Well, most certainly, in this Topsy-turfy world we all now inhabit some chirpy individual bethought herself of a solution toward solving the suspicion and enmity at times evinced between adherents of various religions. In particular those three religions named the Abrahamic trio; those that were born of the holy scriptures identified as the Old Testament. Judaism, its offshoot Christianity and the last-born of this uneasy family, Islam.

The solution? Simple, really. Re-name God. Scrap Yahweh or Jehovah or Holy Father and name God instead Allah. The name, it was ventured, has such a charming ring to it. And cannot we see Christians scrambling all over one another, wildly encouraging Protestants of every division and Roman Catholics in theirs to happily adopt the name of Allah with which to grace their vision of He on high. And Jews? Hanging from the balconies in wild rapture.

Muslims, on the other hand, appear to be receptive to this bright new idea in encouraging greater understanding and amity between religious groups by going-along-to-get-along. The suggestion is as it should be. Bowing to the nature of Islam and its firm appraisal of itself as the one true and only path to God's heavenly door, the salvation of humanity. Did I forget to mention the suggestion emanated from Great Britain?

That very place where it was recently reported that Muhammad is now the second-most popular name given to babies, hard on the heels of the first most popular and soon to overtake it. It is, perhaps, inevitable? Why chafe under the misery of considering what is to come, after all? Why not pre-empt the anguish and just accept the inevitability of it all?

In the same spirit, with perhaps a touch of caustic irony came another recommendation through the publication
Time Out London, recommending the efficacy of London's transition toward the total acceptance, for all, of Islam, with a concomitant altering of laws and customs to reflect that Islamification.

Oh certainly there might be the occasional protest, from, for example, the Anglican Church and just incidentally the numerous Hindus and Sikhs among others who inhabit that city, but good gracious, changes are always difficult. It is in the nature of human beings to be resistant to change, to cling desperately to that which is familiar, which has proved itself to be tried-and-true.

The author of the item, one Michael Hodges, did offer some sterling observations such as that the constant kneeling and assumption of the prone position in obeisance to Allah, the show of complete submission as required, might forestall the onset of osteoporosis, halt the ongoing epidemic of obesity, and reverse the impending vacancies in church attendance so lamented by the pious.

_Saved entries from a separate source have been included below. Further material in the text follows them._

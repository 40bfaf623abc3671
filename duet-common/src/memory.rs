//! Memory-match card game
//!
//! A shuffled deck holds every symbol twice. Players flip two cards per
//! move; a matching pair stays face up, a mismatched pair stays visible until
//! the next flip and is then turned face down again. The game is won when all
//! pairs are matched.

use rand::seq::SliceRandom;
use rand::Rng;
use serde::{Deserialize, Serialize};

use crate::{Error, Result};

/// Symbols available for the deck
pub const SYMBOLS: &[&str] = &[
    "heart", "rose", "ring", "kiss", "star", "moon", "cake", "gift", "music", "sun", "coffee",
    "plane",
];

/// Default number of pairs on a board
pub const DEFAULT_PAIRS: usize = 8;

#[derive(Debug, Clone, Copy, PartialEq, Eq, Serialize, Deserialize)]
#[serde(rename_all = "snake_case")]
pub enum CardState {
    FaceDown,
    FaceUp,
    Matched,
}

#[derive(Debug, Clone)]
struct Card {
    symbol: &'static str,
    state: CardState,
}

/// What the player sees of one card; the symbol is hidden while face down
#[derive(Debug, Clone, PartialEq, Eq, Serialize)]
pub struct CardView {
    pub index: usize,
    pub state: CardState,
    #[serde(skip_serializing_if = "Option::is_none")]
    pub symbol: Option<&'static str>,
}

/// Result of one flip
#[derive(Debug, Clone, PartialEq, Eq, Serialize)]
#[serde(tag = "outcome", rename_all = "snake_case")]
pub enum FlipOutcome {
    /// First card of a move
    FirstCard { index: usize, symbol: &'static str },
    /// Second card matched the first
    Match {
        first: usize,
        second: usize,
        symbol: &'static str,
    },
    /// Second card differs; both turn face down on the next flip
    Mismatch { first: usize, second: usize },
    /// Last pair matched
    Won { moves: u32 },
}

/// One memory-match board
#[derive(Debug, Clone)]
pub struct MemoryGame {
    cards: Vec<Card>,
    pairs: usize,
    matched_pairs: usize,
    moves: u32,
    first: Option<usize>,
    pending_mismatch: Option<(usize, usize)>,
}

impl MemoryGame {
    /// Deal a shuffled board of `pairs` pairs
    ///
    /// # Errors
    /// [`Error::InvalidInput`] unless `1 <= pairs <= SYMBOLS.len()`.
    pub fn new<R: Rng + ?Sized>(pairs: usize, rng: &mut R) -> Result<Self> {
        if pairs == 0 || pairs > SYMBOLS.len() {
            return Err(Error::InvalidInput(format!(
                "pairs must be between 1 and {}, got {}",
                SYMBOLS.len(),
                pairs
            )));
        }

        let mut symbols: Vec<&'static str> = SYMBOLS.choose_multiple(rng, pairs).copied().collect();
        symbols.extend_from_within(..);
        symbols.shuffle(rng);

        Ok(Self {
            cards: symbols
                .into_iter()
                .map(|symbol| Card {
                    symbol,
                    state: CardState::FaceDown,
                })
                .collect(),
            pairs,
            matched_pairs: 0,
            moves: 0,
            first: None,
            pending_mismatch: None,
        })
    }

    pub fn pairs(&self) -> usize {
        self.pairs
    }

    pub fn matched_pairs(&self) -> usize {
        self.matched_pairs
    }

    /// Completed moves (two flips each)
    pub fn moves(&self) -> u32 {
        self.moves
    }

    pub fn is_won(&self) -> bool {
        self.matched_pairs == self.pairs
    }

    pub fn len(&self) -> usize {
        self.cards.len()
    }

    pub fn is_empty(&self) -> bool {
        self.cards.is_empty()
    }

    /// Board as seen by the player
    pub fn cards(&self) -> Vec<CardView> {
        self.cards
            .iter()
            .enumerate()
            .map(|(index, card)| CardView {
                index,
                state: card.state,
                symbol: match card.state {
                    CardState::FaceDown => None,
                    CardState::FaceUp | CardState::Matched => Some(card.symbol),
                },
            })
            .collect()
    }

    /// Flip the card at `index`
    ///
    /// # Errors
    /// - [`Error::InvalidInput`] if `index` is off the board
    /// - [`Error::InvalidState`] if the game is won, or the card is matched
    ///   or already face up in the current move
    pub fn flip(&mut self, index: usize) -> Result<FlipOutcome> {
        if self.is_won() {
            return Err(Error::InvalidState("game already won".to_string()));
        }
        let state = self
            .cards
            .get(index)
            .map(|c| c.state)
            .ok_or_else(|| {
                Error::InvalidInput(format!(
                    "card {} is off the board (0..{})",
                    index,
                    self.cards.len()
                ))
            })?;

        let hidden_next = matches!(self.pending_mismatch, Some((a, b)) if a == index || b == index);
        match state {
            CardState::Matched => {
                return Err(Error::InvalidState(format!("card {} is already matched", index)));
            }
            CardState::FaceUp if !hidden_next => {
                return Err(Error::InvalidState(format!("card {} is already face up", index)));
            }
            _ => {}
        }

        if let Some((a, b)) = self.pending_mismatch.take() {
            self.cards[a].state = CardState::FaceDown;
            self.cards[b].state = CardState::FaceDown;
        }
        self.cards[index].state = CardState::FaceUp;

        let Some(first) = self.first.take() else {
            self.first = Some(index);
            return Ok(FlipOutcome::FirstCard {
                index,
                symbol: self.cards[index].symbol,
            });
        };

        self.moves += 1;
        let symbol = self.cards[index].symbol;
        if self.cards[first].symbol == symbol {
            self.cards[first].state = CardState::Matched;
            self.cards[index].state = CardState::Matched;
            self.matched_pairs += 1;
            if self.is_won() {
                return Ok(FlipOutcome::Won { moves: self.moves });
            }
            Ok(FlipOutcome::Match {
                first,
                second: index,
                symbol,
            })
        } else {
            self.pending_mismatch = Some((first, index));
            Ok(FlipOutcome::Mismatch {
                first,
                second: index,
            })
        }
    }

    /// Index of the card carrying the same symbol as `index`
    #[cfg(test)]
    fn partner_of(&self, index: usize) -> usize {
        let symbol = self.cards[index].symbol;
        self.cards
            .iter()
            .enumerate()
            .position(|(i, c)| i != index && c.symbol == symbol)
            .unwrap()
    }
}
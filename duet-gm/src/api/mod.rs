//! HTTP API handlers for duet-gm

pub mod health;
pub mod memory;
pub mod prompts;
pub mod quiz;
pub mod truth_or_dare;

pub use health::health_routes;
pub use memory::memory_routes;
pub use prompts::prompt_routes;
pub use quiz::quiz_routes;
pub use truth_or_dare::truth_or_dare_routes;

And mightn't this embrace of Islam create an atmosphere of calm and serenity, of belonging and satisfaction within the population? Islamists do claim, after all, that the embrace of Islam leads to pacification, equality and respect: "Under Islam all ethnicities are equal. Once you have submitted to Allah you are a Muslim - it doesn't matter what colour you are. End of story."

End of story indeed. Acceptance equals capitulation, leads to submission and concludes with a life in abeyance, then one utterly subsumed. On the other hand, the politically correct and the left-liberal intellectuals have churned these types of overtures so thoroughly in their barrel of life-affirming tricks to bring them into total alignment with the perceived underdog that it makes sense.

It's an almost-irresistible recommendation. No longer would there be imams fulminating against the profanity and purposeless of the Western lifestyle. The obscenity of modern life would be enfolded into another purpose, relegated to the hellfires that deserve them. And any dissenting individuals thrown into that raging furnace with their godless ideology. Madrassas would no longer need to preach the virtues of jihad.

Bloodthirstily raging jihadists would no longer plot to bomb popular and well-populated dens of iniquity. Their purpose collapsed, so would the worldwide movement to violent jihad. The world would be safe, no longer threatened by devoted jihadist terrorists, for we will have succumbed to the allure of safety and security in Islam; become devoted and devout Muslims.

Mind, we have seen the face of modern Islam and while it seeks inclusiveness, indeed the opportunity to foist Islam universally upon a reluctant world by any and all means, we have also observed that it is not fundamentally tolerant in nature, but aggressive, demanding, repressive, oppressive.

Witness Iraq and Sudan, the sacrifice of moderate Muslims to the demands of fundamentalist Muslims.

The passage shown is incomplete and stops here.